Alex Marwood’s The Wicked Girls tells the story of two 11-year old girls, convicted of the murder of a four-year old child in the eighties and the resulting public outrage.
After 25 years, Kirsty and Amber meet by accident during the investigation of a series of murders at second-rate seaside town Whitmouth. This was one of those books which made me wish my journey to work was longer – Marwood demonstrates genius at capturing the grubby glamour of the British seaside town and the plot never ceases to draw the reader in.
The characters are painfully real; the downtrodden fairground cleaner Amber gives the reader a crushing sense of being trapped in a situation she can’t get out of while at the same time being only too aware of others’ low expectations of her, and hers of herself. The controlling and bullying Vic will remind the reader of that feeling of being in a relationship where you are always on the back foot while Kirsty hides a multitude of insecurities and secrets behind a confident exterior. The supporting characters are no less finely-drawn; fellow cleaners Blessed and Jackie and frustrated house-husband Jim don’t lack for detail and imagination.
The exploitation of the public by the media is explored in such a way that you find yourself subsequently examining your reaction to every story in the newspaper – in the hysteria around both the Whitmouth killings and the reporting of the 1986 murder there are echoes of >Chris Jefferies (the wrongly-accused landlord of murder victim Joanna Yeates who was subjected to trial-by-media) and the prurient glee which surfaces every time the Jamie Bulger case pops up in the news. Marwood’s depiction of press intrusion, fact-free journalism being outrageously misleading in its use of innuendo and the baying mob mentality from the public is perfectly executed.

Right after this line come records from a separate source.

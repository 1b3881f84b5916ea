//! Document state management and text utilities.
//!
//! This module provides:
//! - `LineIndex` and free functions for offset <-> LSP position conversion
//! - `TagInfo` extraction of top-level `<script>`/`<style>` blocks
//! - `Document` and `DocumentManager` for document lifecycle management
//! - `VersionedCache` for artifacts derived from a document version

mod cache;
mod events;
pub(crate) mod html;
mod region;
mod state;
mod store;
mod text;

pub use cache::VersionedCache;
pub use events::{DocumentEvent, EventBus, Listener, Phase};
pub use region::{blank_control_markers, extract_tags, DocumentTags, TagInfo};
pub use state::Document;
pub use store::DocumentManager;
pub use text::{line_offsets, offset_at, position_at, LineIndex};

Anyone following the Leveson inquiry will also recognise the pressure that journalists are put under to get a story, pressure which Kirsty suffers both as a journalist and a working mother expected by her employer to put her job above her family.
Without wishing to spoil the book for anyone who hasn’t read it, the final sequence is simultaneously mesmerising and terrifying, while the preceding chapters contain some brilliant twists and turns. The Wicked Girls is unsettling, unputdownable and a must-read. As Alex Marwood’s debut novel, I really hope there will be many more like it.